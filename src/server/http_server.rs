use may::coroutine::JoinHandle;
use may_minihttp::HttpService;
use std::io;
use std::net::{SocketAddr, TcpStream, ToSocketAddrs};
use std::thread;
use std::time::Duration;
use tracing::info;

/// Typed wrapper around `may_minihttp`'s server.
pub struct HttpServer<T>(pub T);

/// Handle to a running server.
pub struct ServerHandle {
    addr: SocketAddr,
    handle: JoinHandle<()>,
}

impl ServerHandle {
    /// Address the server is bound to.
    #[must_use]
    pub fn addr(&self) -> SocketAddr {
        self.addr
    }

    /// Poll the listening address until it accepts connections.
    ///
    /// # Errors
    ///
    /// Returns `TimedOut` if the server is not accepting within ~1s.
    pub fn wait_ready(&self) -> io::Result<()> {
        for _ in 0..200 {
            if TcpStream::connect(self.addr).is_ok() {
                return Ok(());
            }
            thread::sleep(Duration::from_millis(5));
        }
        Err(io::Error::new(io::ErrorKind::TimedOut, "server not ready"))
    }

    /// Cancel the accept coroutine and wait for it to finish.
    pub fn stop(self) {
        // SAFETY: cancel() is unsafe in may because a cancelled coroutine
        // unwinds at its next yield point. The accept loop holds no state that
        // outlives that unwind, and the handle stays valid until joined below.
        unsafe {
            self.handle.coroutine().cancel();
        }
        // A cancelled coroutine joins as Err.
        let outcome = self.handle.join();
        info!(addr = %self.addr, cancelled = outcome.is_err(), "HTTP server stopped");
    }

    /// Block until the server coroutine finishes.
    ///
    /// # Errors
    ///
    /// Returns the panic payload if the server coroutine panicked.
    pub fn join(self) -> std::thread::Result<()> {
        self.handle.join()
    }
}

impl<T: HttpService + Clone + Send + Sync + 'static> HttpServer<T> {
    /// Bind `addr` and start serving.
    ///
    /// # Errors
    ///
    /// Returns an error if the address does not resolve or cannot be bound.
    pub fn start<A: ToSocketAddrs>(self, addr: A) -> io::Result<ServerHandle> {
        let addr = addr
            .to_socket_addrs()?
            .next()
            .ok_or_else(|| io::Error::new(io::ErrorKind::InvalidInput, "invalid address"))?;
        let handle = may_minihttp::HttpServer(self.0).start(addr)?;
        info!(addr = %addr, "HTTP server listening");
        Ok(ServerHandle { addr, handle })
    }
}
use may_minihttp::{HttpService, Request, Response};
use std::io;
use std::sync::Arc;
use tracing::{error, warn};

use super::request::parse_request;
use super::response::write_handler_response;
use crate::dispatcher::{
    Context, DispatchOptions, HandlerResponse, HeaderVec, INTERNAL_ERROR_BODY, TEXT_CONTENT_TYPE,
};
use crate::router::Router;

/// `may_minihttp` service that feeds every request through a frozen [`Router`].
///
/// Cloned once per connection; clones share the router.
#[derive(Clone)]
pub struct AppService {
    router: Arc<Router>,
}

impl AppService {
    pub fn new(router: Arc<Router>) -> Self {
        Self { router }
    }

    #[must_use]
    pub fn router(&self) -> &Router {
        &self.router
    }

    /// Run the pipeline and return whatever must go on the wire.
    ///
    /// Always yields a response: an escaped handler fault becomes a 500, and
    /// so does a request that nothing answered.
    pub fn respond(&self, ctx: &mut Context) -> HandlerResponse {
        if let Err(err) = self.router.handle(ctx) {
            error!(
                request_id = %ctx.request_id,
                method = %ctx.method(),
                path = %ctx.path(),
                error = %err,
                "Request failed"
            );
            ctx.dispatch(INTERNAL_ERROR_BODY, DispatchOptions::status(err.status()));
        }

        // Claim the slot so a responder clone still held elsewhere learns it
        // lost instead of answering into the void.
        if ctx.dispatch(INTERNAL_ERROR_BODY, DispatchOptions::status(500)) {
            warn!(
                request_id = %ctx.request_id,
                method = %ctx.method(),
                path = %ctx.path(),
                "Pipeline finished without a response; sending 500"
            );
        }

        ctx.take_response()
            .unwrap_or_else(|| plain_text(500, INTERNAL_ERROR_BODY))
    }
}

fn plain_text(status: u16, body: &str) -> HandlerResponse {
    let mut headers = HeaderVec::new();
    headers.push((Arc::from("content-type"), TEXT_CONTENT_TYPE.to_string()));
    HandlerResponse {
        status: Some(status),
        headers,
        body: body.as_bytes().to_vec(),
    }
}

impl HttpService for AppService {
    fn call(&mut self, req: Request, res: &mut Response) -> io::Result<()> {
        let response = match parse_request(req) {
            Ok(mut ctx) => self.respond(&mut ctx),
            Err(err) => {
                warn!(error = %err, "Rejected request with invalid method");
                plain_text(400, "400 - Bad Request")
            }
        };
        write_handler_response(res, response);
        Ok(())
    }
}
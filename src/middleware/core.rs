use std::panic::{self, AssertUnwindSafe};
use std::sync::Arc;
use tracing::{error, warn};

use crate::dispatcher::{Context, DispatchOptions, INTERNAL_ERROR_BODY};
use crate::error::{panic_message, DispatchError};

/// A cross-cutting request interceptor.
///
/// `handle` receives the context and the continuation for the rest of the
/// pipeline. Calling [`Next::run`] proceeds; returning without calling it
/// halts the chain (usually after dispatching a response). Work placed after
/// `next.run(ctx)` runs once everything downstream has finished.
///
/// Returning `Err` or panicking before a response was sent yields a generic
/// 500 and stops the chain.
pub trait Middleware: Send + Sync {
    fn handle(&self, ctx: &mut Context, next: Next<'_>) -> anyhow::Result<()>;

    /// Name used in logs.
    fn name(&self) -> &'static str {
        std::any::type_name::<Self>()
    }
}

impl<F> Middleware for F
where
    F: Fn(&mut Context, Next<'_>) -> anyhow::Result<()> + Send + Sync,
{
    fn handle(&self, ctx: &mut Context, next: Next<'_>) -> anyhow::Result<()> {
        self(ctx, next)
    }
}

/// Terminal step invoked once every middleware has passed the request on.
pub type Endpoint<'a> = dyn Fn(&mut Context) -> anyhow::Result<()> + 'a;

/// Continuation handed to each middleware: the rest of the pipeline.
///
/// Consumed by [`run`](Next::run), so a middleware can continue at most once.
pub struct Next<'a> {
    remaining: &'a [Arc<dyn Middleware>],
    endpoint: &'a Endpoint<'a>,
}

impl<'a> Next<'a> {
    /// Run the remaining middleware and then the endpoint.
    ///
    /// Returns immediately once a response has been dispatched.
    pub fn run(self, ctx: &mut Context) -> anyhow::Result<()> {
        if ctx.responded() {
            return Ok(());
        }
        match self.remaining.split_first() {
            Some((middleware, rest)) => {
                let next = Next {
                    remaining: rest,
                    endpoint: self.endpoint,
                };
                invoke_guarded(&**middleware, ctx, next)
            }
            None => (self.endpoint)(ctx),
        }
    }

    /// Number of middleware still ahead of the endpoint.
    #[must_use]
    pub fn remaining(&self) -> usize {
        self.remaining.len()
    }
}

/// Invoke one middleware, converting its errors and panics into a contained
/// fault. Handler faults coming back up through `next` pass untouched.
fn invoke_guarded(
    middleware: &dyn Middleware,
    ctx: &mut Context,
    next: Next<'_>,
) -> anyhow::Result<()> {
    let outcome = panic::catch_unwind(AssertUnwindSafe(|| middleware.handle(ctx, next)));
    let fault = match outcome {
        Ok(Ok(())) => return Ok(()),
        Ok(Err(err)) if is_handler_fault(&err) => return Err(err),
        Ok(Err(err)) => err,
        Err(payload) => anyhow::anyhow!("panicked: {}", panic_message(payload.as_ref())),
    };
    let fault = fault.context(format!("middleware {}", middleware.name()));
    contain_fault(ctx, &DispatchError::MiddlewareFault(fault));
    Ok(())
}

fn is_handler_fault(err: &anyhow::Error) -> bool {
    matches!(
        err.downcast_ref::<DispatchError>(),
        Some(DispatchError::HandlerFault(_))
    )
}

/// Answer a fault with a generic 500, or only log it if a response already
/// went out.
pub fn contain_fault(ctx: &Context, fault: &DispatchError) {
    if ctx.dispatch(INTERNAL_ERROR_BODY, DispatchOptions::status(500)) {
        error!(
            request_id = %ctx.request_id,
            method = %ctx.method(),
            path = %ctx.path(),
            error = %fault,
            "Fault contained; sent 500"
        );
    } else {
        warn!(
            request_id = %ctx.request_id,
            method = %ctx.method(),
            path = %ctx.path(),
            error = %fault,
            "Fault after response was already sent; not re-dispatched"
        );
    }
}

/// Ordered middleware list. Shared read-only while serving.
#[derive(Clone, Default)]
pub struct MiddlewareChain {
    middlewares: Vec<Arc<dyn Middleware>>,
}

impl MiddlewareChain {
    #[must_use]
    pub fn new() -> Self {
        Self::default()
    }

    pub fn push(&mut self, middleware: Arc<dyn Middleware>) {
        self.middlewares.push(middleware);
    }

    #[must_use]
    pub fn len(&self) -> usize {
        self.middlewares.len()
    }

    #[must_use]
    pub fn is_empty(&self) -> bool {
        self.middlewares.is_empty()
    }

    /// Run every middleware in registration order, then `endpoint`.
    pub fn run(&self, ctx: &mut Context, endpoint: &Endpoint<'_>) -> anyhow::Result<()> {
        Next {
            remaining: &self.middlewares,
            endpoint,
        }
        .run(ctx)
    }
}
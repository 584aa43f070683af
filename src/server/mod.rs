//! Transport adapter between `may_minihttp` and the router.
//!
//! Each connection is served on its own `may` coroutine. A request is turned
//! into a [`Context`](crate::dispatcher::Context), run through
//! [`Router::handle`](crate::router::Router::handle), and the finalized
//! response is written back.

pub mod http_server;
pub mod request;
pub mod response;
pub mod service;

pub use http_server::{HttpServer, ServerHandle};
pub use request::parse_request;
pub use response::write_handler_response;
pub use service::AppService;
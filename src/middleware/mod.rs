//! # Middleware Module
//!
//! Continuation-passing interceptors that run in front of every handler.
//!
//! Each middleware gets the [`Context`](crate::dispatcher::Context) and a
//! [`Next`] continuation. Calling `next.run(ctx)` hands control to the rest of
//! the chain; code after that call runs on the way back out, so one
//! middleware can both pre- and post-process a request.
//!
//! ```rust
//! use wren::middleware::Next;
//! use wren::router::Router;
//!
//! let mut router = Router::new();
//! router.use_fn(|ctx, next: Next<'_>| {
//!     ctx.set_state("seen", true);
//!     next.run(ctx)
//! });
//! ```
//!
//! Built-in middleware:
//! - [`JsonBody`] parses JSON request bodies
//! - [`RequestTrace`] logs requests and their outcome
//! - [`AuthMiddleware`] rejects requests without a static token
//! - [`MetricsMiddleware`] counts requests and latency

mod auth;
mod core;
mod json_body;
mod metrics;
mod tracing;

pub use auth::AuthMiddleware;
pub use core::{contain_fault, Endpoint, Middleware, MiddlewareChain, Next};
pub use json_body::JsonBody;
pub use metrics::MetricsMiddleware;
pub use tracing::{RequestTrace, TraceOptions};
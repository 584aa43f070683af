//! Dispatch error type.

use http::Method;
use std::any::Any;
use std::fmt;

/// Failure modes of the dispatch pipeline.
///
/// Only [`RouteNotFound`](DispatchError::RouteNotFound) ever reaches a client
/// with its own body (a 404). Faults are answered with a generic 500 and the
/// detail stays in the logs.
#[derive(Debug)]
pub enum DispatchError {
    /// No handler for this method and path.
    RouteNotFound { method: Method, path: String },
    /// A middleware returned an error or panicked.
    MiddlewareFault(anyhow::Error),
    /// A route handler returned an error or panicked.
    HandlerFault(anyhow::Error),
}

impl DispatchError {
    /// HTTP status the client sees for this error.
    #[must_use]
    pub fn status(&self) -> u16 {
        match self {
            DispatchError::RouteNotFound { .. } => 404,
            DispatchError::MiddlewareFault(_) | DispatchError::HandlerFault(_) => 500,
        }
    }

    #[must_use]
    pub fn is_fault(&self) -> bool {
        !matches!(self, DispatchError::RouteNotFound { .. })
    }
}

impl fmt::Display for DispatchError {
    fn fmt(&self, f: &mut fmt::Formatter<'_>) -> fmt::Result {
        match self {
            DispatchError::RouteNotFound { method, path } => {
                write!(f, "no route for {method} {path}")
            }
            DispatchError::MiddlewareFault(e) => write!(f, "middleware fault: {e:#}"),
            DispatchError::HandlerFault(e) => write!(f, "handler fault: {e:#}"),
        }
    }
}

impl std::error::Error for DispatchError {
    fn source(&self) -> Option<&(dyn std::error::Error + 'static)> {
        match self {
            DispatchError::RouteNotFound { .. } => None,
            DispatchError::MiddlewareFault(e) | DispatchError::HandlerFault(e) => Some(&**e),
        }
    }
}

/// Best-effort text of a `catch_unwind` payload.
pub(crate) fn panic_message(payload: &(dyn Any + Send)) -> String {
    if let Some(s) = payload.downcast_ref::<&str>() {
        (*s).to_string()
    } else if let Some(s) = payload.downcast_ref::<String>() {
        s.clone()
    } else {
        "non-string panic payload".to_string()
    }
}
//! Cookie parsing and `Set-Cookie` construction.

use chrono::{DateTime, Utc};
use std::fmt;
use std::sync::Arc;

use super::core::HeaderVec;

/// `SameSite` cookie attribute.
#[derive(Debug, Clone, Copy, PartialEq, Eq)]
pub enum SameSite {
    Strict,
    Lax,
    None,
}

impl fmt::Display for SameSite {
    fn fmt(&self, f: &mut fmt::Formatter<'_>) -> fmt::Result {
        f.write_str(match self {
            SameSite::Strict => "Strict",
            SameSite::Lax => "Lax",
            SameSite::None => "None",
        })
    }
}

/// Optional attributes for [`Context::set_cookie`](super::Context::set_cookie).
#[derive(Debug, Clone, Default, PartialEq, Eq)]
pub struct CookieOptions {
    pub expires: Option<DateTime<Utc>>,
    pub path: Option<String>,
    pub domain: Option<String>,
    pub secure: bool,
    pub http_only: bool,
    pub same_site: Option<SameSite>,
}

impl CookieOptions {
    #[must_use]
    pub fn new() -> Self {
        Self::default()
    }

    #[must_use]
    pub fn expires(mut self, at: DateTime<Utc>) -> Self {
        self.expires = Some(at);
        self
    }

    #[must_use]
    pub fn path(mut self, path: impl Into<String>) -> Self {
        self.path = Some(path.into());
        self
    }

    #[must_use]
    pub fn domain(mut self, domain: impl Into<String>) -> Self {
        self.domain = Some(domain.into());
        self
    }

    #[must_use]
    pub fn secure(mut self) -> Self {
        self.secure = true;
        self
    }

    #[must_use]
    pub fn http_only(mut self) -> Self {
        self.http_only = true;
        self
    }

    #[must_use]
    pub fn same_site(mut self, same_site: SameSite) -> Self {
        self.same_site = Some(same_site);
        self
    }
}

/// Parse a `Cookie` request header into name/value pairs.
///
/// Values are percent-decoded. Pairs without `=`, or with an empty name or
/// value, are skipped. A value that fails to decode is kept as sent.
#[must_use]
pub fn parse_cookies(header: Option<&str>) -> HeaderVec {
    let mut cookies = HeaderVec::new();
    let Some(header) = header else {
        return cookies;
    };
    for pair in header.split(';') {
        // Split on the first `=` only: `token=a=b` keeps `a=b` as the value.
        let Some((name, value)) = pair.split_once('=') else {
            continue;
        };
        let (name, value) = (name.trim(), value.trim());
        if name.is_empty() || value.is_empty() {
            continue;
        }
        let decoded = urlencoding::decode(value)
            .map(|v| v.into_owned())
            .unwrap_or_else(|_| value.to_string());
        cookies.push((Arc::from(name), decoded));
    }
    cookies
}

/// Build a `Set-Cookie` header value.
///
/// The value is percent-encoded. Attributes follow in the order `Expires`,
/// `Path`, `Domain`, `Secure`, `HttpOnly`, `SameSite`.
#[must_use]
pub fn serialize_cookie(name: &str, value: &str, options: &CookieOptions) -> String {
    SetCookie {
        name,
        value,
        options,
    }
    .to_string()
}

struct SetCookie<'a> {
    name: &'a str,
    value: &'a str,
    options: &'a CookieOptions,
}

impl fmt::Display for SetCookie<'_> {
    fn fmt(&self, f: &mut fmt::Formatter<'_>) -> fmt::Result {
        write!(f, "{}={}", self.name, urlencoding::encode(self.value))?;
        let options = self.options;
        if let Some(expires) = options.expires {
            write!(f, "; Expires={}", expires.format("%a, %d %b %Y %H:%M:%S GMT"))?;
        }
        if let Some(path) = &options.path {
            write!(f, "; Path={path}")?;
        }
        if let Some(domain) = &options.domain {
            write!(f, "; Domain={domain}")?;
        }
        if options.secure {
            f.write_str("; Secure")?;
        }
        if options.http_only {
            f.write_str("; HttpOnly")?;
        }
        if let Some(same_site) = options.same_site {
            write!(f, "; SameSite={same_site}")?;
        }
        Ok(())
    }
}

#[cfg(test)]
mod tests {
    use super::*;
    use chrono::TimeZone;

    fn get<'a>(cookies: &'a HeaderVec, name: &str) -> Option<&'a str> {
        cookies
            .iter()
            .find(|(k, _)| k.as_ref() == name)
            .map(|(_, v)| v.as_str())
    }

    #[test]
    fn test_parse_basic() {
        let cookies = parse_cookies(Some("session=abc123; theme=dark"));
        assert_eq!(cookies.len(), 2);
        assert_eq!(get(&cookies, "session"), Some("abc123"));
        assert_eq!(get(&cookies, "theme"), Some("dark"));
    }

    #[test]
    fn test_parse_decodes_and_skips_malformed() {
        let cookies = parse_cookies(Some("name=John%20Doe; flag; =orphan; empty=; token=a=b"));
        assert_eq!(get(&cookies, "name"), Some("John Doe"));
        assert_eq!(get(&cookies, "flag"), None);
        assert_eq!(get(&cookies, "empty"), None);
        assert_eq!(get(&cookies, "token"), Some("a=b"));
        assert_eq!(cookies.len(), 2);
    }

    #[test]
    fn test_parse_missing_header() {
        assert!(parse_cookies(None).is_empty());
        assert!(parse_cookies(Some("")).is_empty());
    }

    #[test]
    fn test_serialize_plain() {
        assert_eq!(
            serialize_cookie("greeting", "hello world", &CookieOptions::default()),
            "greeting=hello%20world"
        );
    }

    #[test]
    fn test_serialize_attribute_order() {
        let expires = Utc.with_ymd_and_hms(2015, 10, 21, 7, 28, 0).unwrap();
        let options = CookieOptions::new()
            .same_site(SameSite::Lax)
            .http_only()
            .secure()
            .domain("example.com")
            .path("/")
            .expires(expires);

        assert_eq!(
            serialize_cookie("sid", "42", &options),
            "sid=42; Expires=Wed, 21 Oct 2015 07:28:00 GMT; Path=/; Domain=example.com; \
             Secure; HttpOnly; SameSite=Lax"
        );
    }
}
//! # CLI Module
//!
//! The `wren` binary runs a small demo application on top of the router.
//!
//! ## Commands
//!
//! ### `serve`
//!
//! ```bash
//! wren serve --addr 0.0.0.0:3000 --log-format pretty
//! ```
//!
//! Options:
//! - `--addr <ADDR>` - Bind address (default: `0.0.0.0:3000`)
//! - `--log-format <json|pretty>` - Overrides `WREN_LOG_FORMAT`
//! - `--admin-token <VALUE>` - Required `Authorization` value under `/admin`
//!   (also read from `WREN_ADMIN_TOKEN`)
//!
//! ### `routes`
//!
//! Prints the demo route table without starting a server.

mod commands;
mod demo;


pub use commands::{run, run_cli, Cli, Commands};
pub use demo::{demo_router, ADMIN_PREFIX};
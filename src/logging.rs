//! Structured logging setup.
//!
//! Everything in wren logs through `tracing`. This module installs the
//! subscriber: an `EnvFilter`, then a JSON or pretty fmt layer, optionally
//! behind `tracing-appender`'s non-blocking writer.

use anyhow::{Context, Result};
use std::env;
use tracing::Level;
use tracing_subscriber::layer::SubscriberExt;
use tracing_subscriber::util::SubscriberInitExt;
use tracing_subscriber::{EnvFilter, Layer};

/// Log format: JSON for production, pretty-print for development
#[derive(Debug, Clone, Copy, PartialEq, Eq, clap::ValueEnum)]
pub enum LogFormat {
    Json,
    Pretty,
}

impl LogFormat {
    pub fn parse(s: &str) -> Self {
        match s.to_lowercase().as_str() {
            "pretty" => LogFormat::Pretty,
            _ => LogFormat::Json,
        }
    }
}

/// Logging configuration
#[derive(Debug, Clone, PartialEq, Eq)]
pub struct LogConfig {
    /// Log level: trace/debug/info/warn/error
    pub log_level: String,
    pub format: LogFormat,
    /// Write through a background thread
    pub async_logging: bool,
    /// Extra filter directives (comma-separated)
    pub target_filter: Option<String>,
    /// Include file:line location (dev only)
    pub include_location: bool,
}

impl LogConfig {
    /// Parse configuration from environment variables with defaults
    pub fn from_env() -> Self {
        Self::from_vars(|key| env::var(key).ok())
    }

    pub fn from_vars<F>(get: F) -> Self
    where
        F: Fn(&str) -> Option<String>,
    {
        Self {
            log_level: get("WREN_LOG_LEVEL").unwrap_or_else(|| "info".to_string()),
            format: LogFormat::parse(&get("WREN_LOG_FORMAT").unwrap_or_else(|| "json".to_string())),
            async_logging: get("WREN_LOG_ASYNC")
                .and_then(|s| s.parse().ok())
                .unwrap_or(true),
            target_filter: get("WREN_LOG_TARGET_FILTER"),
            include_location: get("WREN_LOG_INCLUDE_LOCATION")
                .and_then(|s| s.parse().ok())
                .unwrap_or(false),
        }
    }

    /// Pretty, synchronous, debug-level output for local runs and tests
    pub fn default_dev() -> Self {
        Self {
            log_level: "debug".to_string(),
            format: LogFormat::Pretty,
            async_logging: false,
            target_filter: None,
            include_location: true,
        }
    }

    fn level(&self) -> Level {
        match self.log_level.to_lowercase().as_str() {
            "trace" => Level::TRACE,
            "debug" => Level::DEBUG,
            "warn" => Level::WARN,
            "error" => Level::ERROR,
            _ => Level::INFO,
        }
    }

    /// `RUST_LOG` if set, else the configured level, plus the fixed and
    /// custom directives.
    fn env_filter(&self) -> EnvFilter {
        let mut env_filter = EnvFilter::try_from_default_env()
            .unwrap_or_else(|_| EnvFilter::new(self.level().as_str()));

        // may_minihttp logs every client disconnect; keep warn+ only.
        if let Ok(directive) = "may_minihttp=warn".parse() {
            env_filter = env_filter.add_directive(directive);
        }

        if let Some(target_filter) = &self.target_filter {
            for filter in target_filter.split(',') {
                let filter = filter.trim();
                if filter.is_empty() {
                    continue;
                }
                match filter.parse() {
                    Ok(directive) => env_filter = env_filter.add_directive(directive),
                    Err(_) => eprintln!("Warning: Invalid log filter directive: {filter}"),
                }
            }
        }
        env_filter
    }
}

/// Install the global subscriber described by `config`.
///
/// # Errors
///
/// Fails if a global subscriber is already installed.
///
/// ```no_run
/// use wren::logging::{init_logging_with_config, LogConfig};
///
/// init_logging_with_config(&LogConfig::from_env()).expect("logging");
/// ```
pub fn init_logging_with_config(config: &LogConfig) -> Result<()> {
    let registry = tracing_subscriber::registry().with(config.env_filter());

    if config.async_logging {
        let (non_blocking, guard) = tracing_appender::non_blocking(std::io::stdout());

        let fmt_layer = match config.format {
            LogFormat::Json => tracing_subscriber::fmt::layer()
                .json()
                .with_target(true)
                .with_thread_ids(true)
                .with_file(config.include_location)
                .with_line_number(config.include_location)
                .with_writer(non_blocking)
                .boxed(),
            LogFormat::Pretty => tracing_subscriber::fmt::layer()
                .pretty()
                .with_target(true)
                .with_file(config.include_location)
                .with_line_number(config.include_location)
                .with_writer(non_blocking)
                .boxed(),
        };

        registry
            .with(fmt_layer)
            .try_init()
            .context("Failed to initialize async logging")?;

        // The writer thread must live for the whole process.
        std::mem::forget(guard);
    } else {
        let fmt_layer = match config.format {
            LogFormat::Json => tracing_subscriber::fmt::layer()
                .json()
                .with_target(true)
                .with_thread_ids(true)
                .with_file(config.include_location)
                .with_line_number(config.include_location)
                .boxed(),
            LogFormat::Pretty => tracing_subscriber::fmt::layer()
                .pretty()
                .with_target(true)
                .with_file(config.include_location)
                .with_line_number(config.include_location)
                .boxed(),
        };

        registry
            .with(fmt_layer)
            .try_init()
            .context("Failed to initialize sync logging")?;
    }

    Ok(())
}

• _What is needed_
Starting at the line above that holds "fmt layer, optionally" and ending at the line that holds "use tracing_subscriber::layer::SubscriberExt;", transcribe each line exactly and include no other lines.

• _Output of the exercise_
//! subscriber: an `EnvFilter`, then a JSON or pretty fmt layer, optionally
//! behind `tracing-appender`'s non-blocking writer.

use anyhow::{Context, Result};
use std::env;
use tracing::Level;
use tracing_subscriber::layer::SubscriberExt;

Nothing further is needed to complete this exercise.